▸ Task statement
Please output the entries below exactly as they are.

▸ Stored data
=-=-=

use bevy::prelude::*;
use pursuit::game::config::{InitialConfig, SpawnRatios};
use pursuit::game::simulation::{
    AgentRemoved, AgentTable, DamageAgent, MarkersStruck, RemovalReason, SimSet, SpawnAgent, StrikeMarkers, Targets,
};
use pursuit::game::train::TrainManager;
use pursuit::game::types::AgentKind;
use pursuit::game::GamePlugin;

/// Train-kind agents that left the world for good.
#[derive(Resource, Default, Debug)]
struct Losses {
    removed: usize,
    absorbed: usize,
    struck: usize,
}

fn count_losses(
    mut removed: MessageReader<AgentRemoved>,
    mut struck: MessageReader<MarkersStruck>,
    mut losses: ResMut<Losses>,
) {
    for event in removed.read().filter(|e| e.kind == AgentKind::Train) {
        if event.reason == RemovalReason::Absorbed {
            losses.absorbed += 1;
        } else {
            losses.removed += 1;
        }
    }
    for event in struck.read() {
        losses.struck += event.count;
    }
}

fn build_app() -> App {
    let mut config = InitialConfig::default();
    config.seed = 5;
    config.agent.decay_frames = 0.0;
    config.spawn_ratios = SpawnRatios::only(AgentKind::Train);

    let mut app = App::new();
    app.add_plugins(MinimalPlugins);
    app.insert_resource(config);
    app.add_plugins(GamePlugin);
    app.init_resource::<Losses>();
    app.add_systems(FixedUpdate, count_losses.after(SimSet::PostUpdate));
    app.update();
    app
}

fn population(app: &App) -> usize {
    let agents = app.world().resource::<AgentTable>();
    let trains = app.world().resource::<TrainManager>();
    agents.count_kind(AgentKind::Train) + trains.total_marker_count()
}

#[test]
fn test_train_population_is_conserved() {
    let mut app = build_app();
    app.world_mut().insert_resource(Targets::single(Vec2::new(640.0, 480.0)));

    // Three clusters: the first spawn in each becomes a head, the rest join it
    let mut spawned = 0;
    for (cx, cy) in [(200.0, 200.0), (300.0, 220.0), (900.0, 700.0)] {
        for i in 0..6 {
            let pos = Vec2::new(cx + i as f32 * 6.0, cy);
            app.world_mut().write_message(SpawnAgent { kind: None, pos });
            spawned += 1;
        }
    }

    for tick in 1..=900 {
        if tick == 200 || tick == 450 {
            // Kill the lowest-id head to force a dissolve
            let head = app.world().resource::<TrainManager>().iter().find(|t| t.is_active()).map(|t| t.head);
            if let Some(agent) = head {
                app.world_mut().write_message(DamageAgent { agent, amount: 1_000 });
            }
        }
        if tick == 300 {
            let markers: Vec<Vec2> = app
                .world()
                .resource::<TrainManager>()
                .iter()
                .flat_map(|t| t.markers.iter().map(|m| m.pos))
                .take(1)
                .collect();
            if let Some(&center) = markers.first() {
                app.world_mut().write_message(StrikeMarkers { center, radius: 1.0 });
            }
        }

        app.world_mut().run_schedule(FixedUpdate);

        let losses = app.world().resource::<Losses>();
        assert_eq!(
            population(&app),
            spawned - losses.removed - losses.struck,
            "tick {}: heads + markers drifted ({:?})",
            tick,
            losses
        );
    }

    let losses = app.world().resource::<Losses>();
    assert!(losses.removed >= 2, "the damaged heads were never removed: {:?}", losses);
    println!("Conserved over 900 ticks: {:?}, {} trains left", losses, app.world().resource::<TrainManager>().len());
}

#[test]
fn test_every_live_head_owns_one_train() {
    let mut app = build_app();
    for i in 0..10 {
        let pos = Vec2::new(150.0 + (i % 5) as f32 * 90.0, 150.0 + (i / 5) as f32 * 200.0);
        app.world_mut().write_message(SpawnAgent { kind: Some(AgentKind::Train), pos });
    }

    for tick in 1..=400 {
        app.world_mut().run_schedule(FixedUpdate);

        let agents = app.world().resource::<AgentTable>();
        let trains = app.world().resource::<TrainManager>();
        for agent in agents.iter_alive().filter(|a| a.kind() == AgentKind::Train) {
            let owned = trains.iter().filter(|t| t.head == agent.id).count();
            assert_eq!(owned, 1, "tick {}: head {} owns {} trains", tick, agent.id, owned);
        }
        for train in trains.iter() {
            assert!(train.markers.len() <= train.history.len(), "tick {}: train {:?} outran its history", tick, train.id);
        }
    }
}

=-=-=

▸ Reply to the task
use bevy::prelude::*;
use pursuit::game::config::{InitialConfig, SpawnRatios};
use pursuit::game::simulation::{
    AgentRemoved, AgentTable, DamageAgent, MarkersStruck, RemovalReason, SimSet, SpawnAgent, StrikeMarkers, Targets,
};
use pursuit::game::train::TrainManager;
use pursuit::game::types::AgentKind;
use pursuit::game::GamePlugin;

/// Train-kind agents that left the world for good.
#[derive(Resource, Default, Debug)]
struct Losses {
    removed: usize,
    absorbed: usize,
    struck: usize,
}

fn count_losses(
    mut removed: MessageReader<AgentRemoved>,
    mut struck: MessageReader<MarkersStruck>,
    mut losses: ResMut<Losses>,
) {
    for event in removed.read().filter(|e| e.kind == AgentKind::Train) {
        if event.reason == RemovalReason::Absorbed {
            losses.absorbed += 1;
        } else {
            losses.removed += 1;
        }
    }
    for event in struck.read() {
        losses.struck += event.count;
    }
}

fn build_app() -> App {
    let mut config = InitialConfig::default();
    config.seed = 5;
    config.agent.decay_frames = 0.0;
    config.spawn_ratios = SpawnRatios::only(AgentKind::Train);

    let mut app = App::new();
    app.add_plugins(MinimalPlugins);
    app.insert_resource(config);
    app.add_plugins(GamePlugin);
    app.init_resource::<Losses>();
    app.add_systems(FixedUpdate, count_losses.after(SimSet::PostUpdate));
    app.update();
    app
}

fn population(app: &App) -> usize {
    let agents = app.world().resource::<AgentTable>();
    let trains = app.world().resource::<TrainManager>();
    agents.count_kind(AgentKind::Train) + trains.total_marker_count()
}

#[test]
fn test_train_population_is_conserved() {
    let mut app = build_app();
    app.world_mut().insert_resource(Targets::single(Vec2::new(640.0, 480.0)));

    // Three clusters: the first spawn in each becomes a head, the rest join it
    let mut spawned = 0;
    for (cx, cy) in [(200.0, 200.0), (300.0, 220.0), (900.0, 700.0)] {
        for i in 0..6 {
            let pos = Vec2::new(cx + i as f32 * 6.0, cy);
            app.world_mut().write_message(SpawnAgent { kind: None, pos });
            spawned += 1;
        }
    }

    for tick in 1..=900 {
        if tick == 200 || tick == 450 {
            // Kill the lowest-id head to force a dissolve
            let head = app.world().resource::<TrainManager>().iter().find(|t| t.is_active()).map(|t| t.head);
            if let Some(agent) = head {
                app.world_mut().write_message(DamageAgent { agent, amount: 1_000 });
            }
        }
        if tick == 300 {
            let markers: Vec<Vec2> = app
                .world()
                .resource::<TrainManager>()
                .iter()
                .flat_map(|t| t.markers.iter().map(|m| m.pos))
                .take(1)
                .collect();
            if let Some(&center) = markers.first() {
                app.world_mut().write_message(StrikeMarkers { center, radius: 1.0 });
            }
        }

        app.world_mut().run_schedule(FixedUpdate);

        let losses = app.world().resource::<Losses>();
        assert_eq!(
            population(&app),
            spawned - losses.removed - losses.struck,
            "tick {}: heads + markers drifted ({:?})",
            tick,
            losses
        );
    }

    let losses = app.world().resource::<Losses>();
    assert!(losses.removed >= 2, "the damaged heads were never removed: {:?}", losses);
    println!("Conserved over 900 ticks: {:?}, {} trains left", losses, app.world().resource::<TrainManager>().len());
}

#[test]
fn test_every_live_head_owns_one_train() {
    let mut app = build_app();
    for i in 0..10 {
        let pos = Vec2::new(150.0 + (i % 5) as f32 * 90.0, 150.0 + (i / 5) as f32 * 200.0);
        app.world_mut().write_message(SpawnAgent { kind: Some(AgentKind::Train), pos });
    }

    for tick in 1..=400 {
        app.world_mut().run_schedule(FixedUpdate);

        let agents = app.world().resource::<AgentTable>();
        let trains = app.world().resource::<TrainManager>();
        for agent in agents.iter_alive().filter(|a| a.kind() == AgentKind::Train) {
            let owned = trains.iter().filter(|t| t.head == agent.id).count();
            assert_eq!(owned, 1, "tick {}: head {} owns {} trains", tick, agent.id, owned);
        }
        for train in trains.iter() {
            assert!(train.markers.len() <= train.history.len(), "tick {}: train {:?} outran its history", tick, train.id);
        }
    }
}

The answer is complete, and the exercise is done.